The June 18th opinion page of the Christian Science Monitor featured an attack on cannabis policy reform based on numbers with lack of depth.
”Put our kids first, Mr. Holder, and enforce federal law against marijuana,” states David G. Evans, Executive Director of the Drug Free Schools Coalition and a board member of the Drug Free America Foundation.
This opinion piece fell back on the old soft-science and wordplay that drug warriors have relied on for decades.
With elaborate claims of drugged driving and a marijuana rehab epidemic, Evans proves to be more worried about sensationalist rhetoric than solving substance abuse issues and repairing our flawed criminal justice system.

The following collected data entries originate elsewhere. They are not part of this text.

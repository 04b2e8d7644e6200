//! Transition table for vehicle lifecycles.
//!
//! Legality of every status change lives here as data: a list of rules, each
//! naming an action, a guard over the current status and the status the
//! action produces. Creation is not a rule; it has no prior status.

use super::guard::Guard;
use super::status::VehicleStatus;
use serde::{Deserialize, Serialize};
use std::fmt;

/// A mutation applied to an existing record.
#[derive(Clone, Copy, Debug, PartialEq, Eq, Hash, Serialize, Deserialize)]
pub enum Action {
    Transfer,
    SellAndRegister,
    Scrap,
}

impl fmt::Display for Action {
    fn fmt(&self, f: &mut fmt::Formatter<'_>) -> fmt::Result {
        match self {
            Action::Transfer => write!(f, "transfer"),
            Action::SellAndRegister => write!(f, "sell and register"),
            Action::Scrap => write!(f, "scrap"),
        }
    }
}

/// One row of the table.
#[derive(Clone, Debug)]
pub struct TransitionRule {
    pub action: Action,
    pub guard: Guard<VehicleStatus>,
    pub to: VehicleStatus,
}

impl TransitionRule {
    pub fn new(action: Action, guard: Guard<VehicleStatus>, to: VehicleStatus) -> Self {
        Self { action, guard, to }
    }

    /// Whether this rule fires for `action` from `current`.
    pub fn applies(&self, action: Action, current: &VehicleStatus) -> bool {
        self.action == action && self.guard.check(current)
    }
}

/// Ordered rule set; the first applicable rule wins.
#[derive(Clone, Debug)]
pub struct LifecycleTable {
    rules: Vec<TransitionRule>,
}

impl LifecycleTable {
    /// Build a table from explicit rules.
    pub fn new(rules: Vec<TransitionRule>) -> Self {
        Self { rules }
    }

    /// The deployed vehicle lifecycle:
    ///
    /// | action            | from                   | to        |
    /// |-------------------|------------------------|-----------|
    /// | transfer          | New                    | Dealer    |
    /// | sell and register | New, Dealer, Customer  | Customer  |
    /// | scrap             | any                    | Scrapped  |
    pub fn standard() -> Self {
        Self::new(vec![
            TransitionRule::new(
                Action::Transfer,
                Guard::only(VehicleStatus::New),
                VehicleStatus::Dealer,
            ),
            TransitionRule::new(
                Action::SellAndRegister,
                Guard::new(|s: &VehicleStatus| *s != VehicleStatus::Scrapped),
                VehicleStatus::Customer,
            ),
            TransitionRule::new(Action::Scrap, Guard::any(), VehicleStatus::Scrapped),
        ])
    }

    pub fn rules(&self) -> &[TransitionRule] {
        &self.rules
    }

    /// Status produced by `action` from `current`, or `None` if no rule allows it.
    pub fn next_status(&self, action: Action, current: VehicleStatus) -> Option<VehicleStatus> {
        self.rules
            .iter()
            .find(|rule| rule.applies(action, &current))
            .map(|rule| rule.to)
    }

    /// Whether any action moves `from` to `to`.
    pub fn permits(&self, from: VehicleStatus, to: VehicleStatus) -> bool {
        self.rules
            .iter()
            .any(|rule| rule.to == to && rule.guard.check(&from))
    }
}

impl Default for LifecycleTable {
    fn default() -> Self {
        Self::standard()
    }
}
//! End-to-end lifecycles driven through the invocation entry point.

use chrono::{DateTime, Utc};
use vlm::config::CreatePolicy;
use vlm::core::{LifecycleTable, VehicleStatus};
use vlm::history::{AuditFinding, TimestampFormat};
use vlm::ledger::{HistoryOrder, Ledger, LedgerSnapshot, MemoryLedger};
use vlm::{Contract, ContractError, EngineConfig, Response};

fn args(values: &[&str]) -> Vec<String> {
    values.iter().map(|s| s.to_string()).collect()
}

fn start() -> DateTime<Utc> {
    DateTime::from_timestamp(1_700_000_000, 0).unwrap()
}

fn json(response: &Response) -> serde_json::Value {
    serde_json::from_slice(response.payload().expect("successful response")).unwrap()
}

/// Drive `CH001` through its whole life.
fn full_lifecycle(contract: &Contract, ledger: &mut MemoryLedger) {
    for (function, values) in [
        ("createCar", &["CH001"][..]),
        ("transferCar", &["CH001", "DealerA"][..]),
        (
            "sellnRegisterCar",
            &["CH001", "Alice", "REG123", "2030-01-01"][..],
        ),
        ("scrapCar", &["CH001"][..]),
    ] {
        let response = contract.invoke(ledger, function, &args(values));
        assert_eq!(response, Response::Success(Vec::new()), "{function}");
    }
}

#[test]
fn vehicle_lives_from_factory_to_scrapyard() {
    let contract = Contract::default();
    let mut ledger = MemoryLedger::new().with_start_time(start());

    contract.invoke(&mut ledger, "createCar", &args(&["CH001"]));
    let response = contract.invoke(&mut ledger, "getCar", &args(&["CH001"]));
    assert_eq!(
        response.payload().unwrap(),
        br#"{"chassisNo":"CH001","owner":"Manufacturer","registrationNo":"","registrationExpiryDae":"","status":"New"}"#
    );

    contract.invoke(&mut ledger, "transferCar", &args(&["CH001", "DealerA"]));
    contract.invoke(
        &mut ledger,
        "sellnRegisterCar",
        &args(&["CH001", "Alice", "REG123", "2030-01-01"]),
    );
    let response = contract.invoke(&mut ledger, "getCar", &args(&["CH001"]));
    assert_eq!(
        response.payload().unwrap(),
        br#"{"chassisNo":"CH001","owner":"Alice","registrationNo":"REG123","registrationExpiryDae":"2030-01-01","status":"Customer"}"#
    );

    contract.invoke(&mut ledger, "scrapCar", &args(&["CH001"]));

    let history = json(&contract.invoke(&mut ledger, "getCarHistory", &args(&["CH001"])));
    let entries = history.as_array().unwrap();
    assert_eq!(entries.len(), 4);

    let statuses: Vec<&str> = entries
        .iter()
        .map(|e| e["Value"]["status"].as_str().unwrap())
        .collect();
    assert_eq!(statuses, ["New", "Dealer", "Customer", "Scrapped"]);

    let last = &entries[3];
    assert_eq!(last["Value"]["owner"], "Alice");
    assert_eq!(last["Value"]["registrationNo"], "REG123");
    assert_eq!(last["IsDelete"], "false");
    assert_eq!(last["Timestamp"], "2023-11-14 22:13:23 +0000 UTC");
    assert_eq!(entries[0]["Timestamp"], "2023-11-14 22:13:20 +0000 UTC");

    let mut tx_ids: Vec<&str> = entries.iter().map(|e| e["TxId"].as_str().unwrap()).collect();
    tx_ids.sort_unstable();
    tx_ids.dedup();
    assert_eq!(tx_ids.len(), 4);
}

#[test]
fn second_transfer_is_rejected_and_record_kept() {
    let contract = Contract::default();
    let mut ledger = MemoryLedger::new();
    contract.invoke(&mut ledger, "createCar", &args(&["CH001"]));
    contract.invoke(&mut ledger, "transferCar", &args(&["CH001", "DealerA"]));
    let before = contract.invoke(&mut ledger, "getCar", &args(&["CH001"]));

    let response = contract.invoke(&mut ledger, "transferCar", &args(&["CH001", "DealerB"]));

    assert_eq!(
        response.message(),
        Some("cannot transfer vehicle 'CH001' in status Dealer")
    );
    assert_eq!(
        contract.invoke(&mut ledger, "getCar", &args(&["CH001"])),
        before
    );
    assert_eq!(ledger.version_count("CH001"), 2);
}

#[test]
fn scrapped_vehicle_cannot_be_sold() {
    let contract = Contract::default();
    let mut ledger = MemoryLedger::new();
    full_lifecycle(&contract, &mut ledger);

    let response = contract.invoke(
        &mut ledger,
        "sellnRegisterCar",
        &args(&["CH001", "Bob", "REG999", "2035-01-01"]),
    );

    assert!(!response.is_success());
    let current = json(&contract.invoke(&mut ledger, "getCar", &args(&["CH001"])));
    assert_eq!(current["status"], "Scrapped");
    assert_eq!(current["owner"], "Alice");
}

#[test]
fn unknown_vehicle_reads_empty() {
    let contract = Contract::default();
    let mut ledger = MemoryLedger::new();

    let get = contract.invoke(&mut ledger, "getCar", &args(&["CH404"]));
    assert_eq!(get, Response::Success(Vec::new()));

    let history = contract.invoke(&mut ledger, "getCarHistory", &args(&["CH404"]));
    assert_eq!(history, Response::Success(b"[]".to_vec()));
}

#[test]
fn history_follows_ledger_order() {
    let contract = Contract::default();
    let mut ledger = MemoryLedger::new().with_history_order(HistoryOrder::NewestFirst);
    full_lifecycle(&contract, &mut ledger);

    let history = json(&contract.invoke(&mut ledger, "getCarHistory", &args(&["CH001"])));
    let statuses: Vec<&str> = history
        .as_array()
        .unwrap()
        .iter()
        .map(|e| e["Value"]["status"].as_str().unwrap())
        .collect();
    assert_eq!(statuses, ["Scrapped", "Customer", "Dealer", "New"]);

    let trail = contract
        .history(&ledger)
        .audit("CH001", HistoryOrder::NewestFirst)
        .unwrap();
    assert_eq!(
        trail.status_path(),
        vec![
            VehicleStatus::New,
            VehicleStatus::Dealer,
            VehicleStatus::Customer,
            VehicleStatus::Scrapped
        ]
    );
}

#[test]
fn deleted_versions_appear_as_tombstones() {
    let contract = Contract::default();
    let mut ledger = MemoryLedger::new();
    contract.invoke(&mut ledger, "createCar", &args(&["CH001"]));
    ledger.del_state("CH001").unwrap();

    let history = json(&contract.invoke(&mut ledger, "getCarHistory", &args(&["CH001"])));
    let tombstone = &history.as_array().unwrap()[1];
    assert_eq!(tombstone["Value"], serde_json::Value::Null);
    assert_eq!(tombstone["IsDelete"], "true");

    let response = contract.invoke(&mut ledger, "scrapCar", &args(&["CH001"]));
    assert_eq!(response.message(), Some("vehicle 'CH001' does not exist"));

    let trail = contract
        .history(&ledger)
        .audit("CH001", HistoryOrder::OldestFirst)
        .unwrap();
    let findings = trail.verify(&LifecycleTable::standard());
    assert!(matches!(findings.as_slice(), [AuditFinding::Deleted { .. }]));
}

#[test]
fn strict_create_refuses_to_reset_a_vehicle() {
    let config = EngineConfig::from_json(r#"{"create_policy": "reject"}"#).unwrap();
    assert_eq!(config.create_policy, CreatePolicy::Reject);
    let contract = Contract::new(config);
    let mut ledger = MemoryLedger::new();
    contract.invoke(&mut ledger, "createCar", &args(&["CH001"]));
    contract.invoke(&mut ledger, "transferCar", &args(&["CH001", "DealerA"]));

    let response = contract.invoke(&mut ledger, "createCar", &args(&["CH001"]));

    assert!(!response.is_success());
    let current = json(&contract.invoke(&mut ledger, "getCar", &args(&["CH001"])));
    assert_eq!(current["status"], "Dealer");
}

#[test]
fn default_create_resets_and_audit_flags_it() {
    let contract = Contract::default();
    let mut ledger = MemoryLedger::new();
    contract.invoke(&mut ledger, "createCar", &args(&["CH001"]));
    contract.invoke(&mut ledger, "transferCar", &args(&["CH001", "DealerA"]));
    contract.invoke(&mut ledger, "createCar", &args(&["CH001"]));

    let trail = contract
        .history(&ledger)
        .audit("CH001", HistoryOrder::OldestFirst)
        .unwrap();
    let findings = trail.verify(contract.table());

    assert_eq!(findings.len(), 1);
    assert!(matches!(
        findings[0],
        AuditFinding::Recreated {
            from: VehicleStatus::Dealer,
            ..
        }
    ));
}

#[test]
fn history_failure_releases_iterator() {
    let contract = Contract::default();
    let mut ledger = MemoryLedger::new();
    full_lifecycle(&contract, &mut ledger);

    ledger.fail_history_at(Some(2));
    let err = contract.history(&ledger).get_history("CH001").unwrap_err();
    assert!(matches!(err, ContractError::HistoryIterator { .. }));
    assert_eq!(ledger.open_iterators(), 0);

    ledger.fail_history_at(None);
    ledger.fail_history_open(true);
    let response = contract.invoke(&mut ledger, "getCarHistory", &args(&["CH001"]));
    assert!(!response.is_success());
    assert_eq!(ledger.open_iterators(), 0);
}

#[test]
fn snapshot_restores_state_and_history() {
    let contract = Contract::builder()
        .timestamp_format(TimestampFormat::EpochSeconds)
        .build()
        .unwrap();
    let mut ledger = MemoryLedger::new().with_start_time(start());
    full_lifecycle(&contract, &mut ledger);
    let history = contract.invoke(&mut ledger, "getCarHistory", &args(&["CH001"]));

    let binary = ledger.snapshot().to_binary().unwrap();
    let mut restored = MemoryLedger::restore(LedgerSnapshot::from_binary(&binary).unwrap()).unwrap();

    assert_eq!(
        contract.invoke(&mut restored, "getCarHistory", &args(&["CH001"])),
        history
    );
    assert_eq!(json(&history)[0]["Timestamp"], "1700000000");
    assert_eq!(
        restored.get_state("CH001").unwrap(),
        ledger.get_state("CH001").unwrap()
    );
}

#[test]
fn audit_reports_corrupt_versions_that_history_refuses() {
    let contract = Contract::default();
    let mut ledger = MemoryLedger::new();
    ledger.put_state("CH001", b"garbage".to_vec()).unwrap();
    contract.invoke(&mut ledger, "createCar", &args(&["CH001"]));

    let response = contract.invoke(&mut ledger, "getCarHistory", &args(&["CH001"]));
    assert!(response
        .message()
        .unwrap()
        .starts_with("stored value for 'CH001' is not a valid record"));

    let trail = contract
        .history(&ledger)
        .audit("CH001", HistoryOrder::OldestFirst)
        .unwrap();
    assert_eq!(trail.status_path(), vec![VehicleStatus::New]);
    assert!(matches!(
        trail.verify(contract.table()).as_slice(),
        [AuditFinding::Unreadable { .. }]
    ));
}
//! In-memory ledger with full per-key version history.

use super::{KeyModification, Ledger, LedgerError};
use chrono::{DateTime, Duration, Utc};
use serde::{Deserialize, Serialize};
use std::collections::BTreeMap;
use std::sync::atomic::{AtomicUsize, Ordering};
use std::sync::Arc;
use tracing::debug;
use uuid::Uuid;

/// Order in which history iterators yield versions.
#[derive(Clone, Copy, Debug, Default, PartialEq, Eq, Serialize, Deserialize)]
pub enum HistoryOrder {
    #[default]
    OldestFirst,
    NewestFirst,
}

#[derive(Clone, Debug)]
enum LedgerClock {
    System,
    /// Deterministic: each commit takes `next` and advances it by one second.
    Stepped { next: DateTime<Utc> },
}

#[derive(Clone, Debug, Default)]
struct Faults {
    fail_history_open: bool,
    fail_history_at: Option<usize>,
}

/// Ledger keeping every version of every key in memory.
///
/// Every write appends a version with a fresh transaction id; nothing is ever
/// overwritten. Used as the store for tests and local simulation.
///
/// ```
/// use vlm::ledger::{Ledger, MemoryLedger};
///
/// let mut ledger = MemoryLedger::new();
/// ledger.put_state("CH001", b"v1".to_vec()).unwrap();
/// ledger.put_state("CH001", b"v2".to_vec()).unwrap();
///
/// assert_eq!(ledger.get_state("CH001").unwrap(), Some(b"v2".to_vec()));
/// assert_eq!(ledger.history_for_key("CH001").unwrap().count(), 2);
/// ```
#[derive(Debug)]
pub struct MemoryLedger {
    pub(super) versions: BTreeMap<String, Vec<KeyModification>>,
    order: HistoryOrder,
    clock: LedgerClock,
    faults: Faults,
    open_iterators: Arc<AtomicUsize>,
}

impl Default for MemoryLedger {
    fn default() -> Self {
        Self::new()
    }
}

impl MemoryLedger {
    pub fn new() -> Self {
        Self {
            versions: BTreeMap::new(),
            order: HistoryOrder::default(),
            clock: LedgerClock::System,
            faults: Faults::default(),
            open_iterators: Arc::new(AtomicUsize::new(0)),
        }
    }

    /// Stamp commits deterministically, starting at `start`, one second apart.
    pub fn with_start_time(mut self, start: DateTime<Utc>) -> Self {
        self.clock = LedgerClock::Stepped { next: start };
        self
    }

    /// Yield history in `order`.
    pub fn with_history_order(mut self, order: HistoryOrder) -> Self {
        self.order = order;
        self
    }

    pub fn history_order(&self) -> HistoryOrder {
        self.order
    }

    /// Make the next `history_for_key` calls fail to open.
    pub fn fail_history_open(&mut self, fail: bool) {
        self.faults.fail_history_open = fail;
    }

    /// Make history iterators fail when reaching the entry at `index`.
    pub fn fail_history_at(&mut self, index: Option<usize>) {
        self.faults.fail_history_at = index;
    }

    /// Number of history iterators currently alive.
    pub fn open_iterators(&self) -> usize {
        self.open_iterators.load(Ordering::SeqCst)
    }

    /// Number of versions recorded for `key`, tombstones included.
    pub fn version_count(&self, key: &str) -> usize {
        self.versions.get(key).map_or(0, Vec::len)
    }

    /// All keys ever written.
    pub fn keys(&self) -> impl Iterator<Item = &str> {
        self.versions.keys().map(String::as_str)
    }

    /// Write a tombstone for `key`.
    pub fn del_state(&mut self, key: &str) -> Result<(), LedgerError> {
        self.append(key, None)
    }

    fn append(&mut self, key: &str, value: Option<Vec<u8>>) -> Result<(), LedgerError> {
        if key.is_empty() {
            return Err(LedgerError::InvalidKey(key.to_string()));
        }
        let modification = KeyModification {
            tx_id: Uuid::new_v4().simple().to_string(),
            value,
            timestamp: self.tick(),
        };
        debug!(
            key,
            tx_id = %modification.tx_id,
            delete = modification.is_delete(),
            "ledger commit"
        );
        self.versions
            .entry(key.to_string())
            .or_default()
            .push(modification);
        Ok(())
    }

    fn tick(&mut self) -> DateTime<Utc> {
        match &mut self.clock {
            LedgerClock::System => Utc::now(),
            LedgerClock::Stepped { next } => {
                let now = *next;
                *next = now + Duration::seconds(1);
                now
            }
        }
    }

    pub(super) fn from_versions(versions: BTreeMap<String, Vec<KeyModification>>) -> Self {
        Self {
            versions,
            ..Self::new()
        }
    }
}

impl Ledger for MemoryLedger {
    type History<'a> = MemoryHistory
    where
        Self: 'a;

    fn get_state(&self, key: &str) -> Result<Option<Vec<u8>>, LedgerError> {
        Ok(self
            .versions
            .get(key)
            .and_then(|versions| versions.last())
            .and_then(|latest| latest.value.clone()))
    }

    fn put_state(&mut self, key: &str, value: Vec<u8>) -> Result<(), LedgerError> {
        self.append(key, Some(value))
    }

    fn history_for_key(&self, key: &str) -> Result<MemoryHistory, LedgerError> {
        if self.faults.fail_history_open {
            return Err(LedgerError::Unavailable(format!(
                "cannot open history for {key}"
            )));
        }
        let mut entries = self.versions.get(key).cloned().unwrap_or_default();
        if self.order == HistoryOrder::NewestFirst {
            entries.reverse();
        }
        Ok(MemoryHistory {
            entries: entries.into_iter(),
            position: 0,
            fail_at: self.faults.fail_history_at,
            exhausted: false,
            _handle: IteratorHandle::acquire(&self.open_iterators),
        })
    }
}

/// Counts itself in the owning ledger for as long as it lives.
#[derive(Debug)]
struct IteratorHandle(Arc<AtomicUsize>);

impl IteratorHandle {
    fn acquire(counter: &Arc<AtomicUsize>) -> Self {
        counter.fetch_add(1, Ordering::SeqCst);
        Self(Arc::clone(counter))
    }
}

impl Drop for IteratorHandle {
    fn drop(&mut self) {
        self.0.fetch_sub(1, Ordering::SeqCst);
    }
}

/// History iterator handed out by [`MemoryLedger`].
#[derive(Debug)]
pub struct MemoryHistory {
    entries: std::vec::IntoIter<KeyModification>,
    position: usize,
    fail_at: Option<usize>,
    exhausted: bool,
    _handle: IteratorHandle,
}

impl Iterator for MemoryHistory {
    type Item = Result<KeyModification, LedgerError>;

    fn next(&mut self) -> Option<Self::Item> {
        if self.exhausted {
            return None;
        }
        if self.fail_at == Some(self.position) {
            self.exhausted = true;
            return Some(Err(LedgerError::Iterator(format!(
                "read failed at entry {}",
                self.position
            ))));
        }
        let next = self.entries.next();
        if next.is_none() {
            self.exhausted = true;
        }
        self.position += 1;
        next.map(Ok)
    }
}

Just this month, the American Civil Liberties Union reminded us that the biggest factor in being arrested for cannabis can very well be the color of your skin.
The claims of drugged driving [ed: while under the influence of cannabis] being a detriment to all are overstated. We have known for over a decade there is no evidence that consumption of cannabis alone increases the risk of culpability for traffic crash fatalities or injuries for which hospitalization occurs, and may reduce those risks.
Finally in regards to the great spike in “use” by people with dependency issues in medical states entering treatment for cannabis, this is more a result of our criminal justice approach than a need for medical attention.
If a cannabis offender is given the chance to participate in these rehabilitation programs [ed: such as SAM] or be incarcerated, I think we can safely assume much of the time folks will do what is in their best interest to avoid jail or probation. This “slap on the wrist and we’ll throw the record out if you complete the program” approach just serves to heavily inflate the numbers around cannabis specific rehabilitation.
Most important to this fact is that according to the National Survey on Drug Use and Health, from 2002-2011 there was essentially no change in the number of people with cannabis dependency issues in the US.
In fact, the number actually decreased in that time from 4.3 million to 4.2 million. Click to Open Report
So we have less people dependent on cannabis according to the government’s own numbers, but there is a spike in abuse in medical states, Washington, and Colorado? This is unrealistic and definitely falls back to people not wanting to enter the criminal justice system when given the choice.
These are the realities of the information being presented to us via the scientific method, not old talking points from detractors proven to be more and more wrong on a daily basis.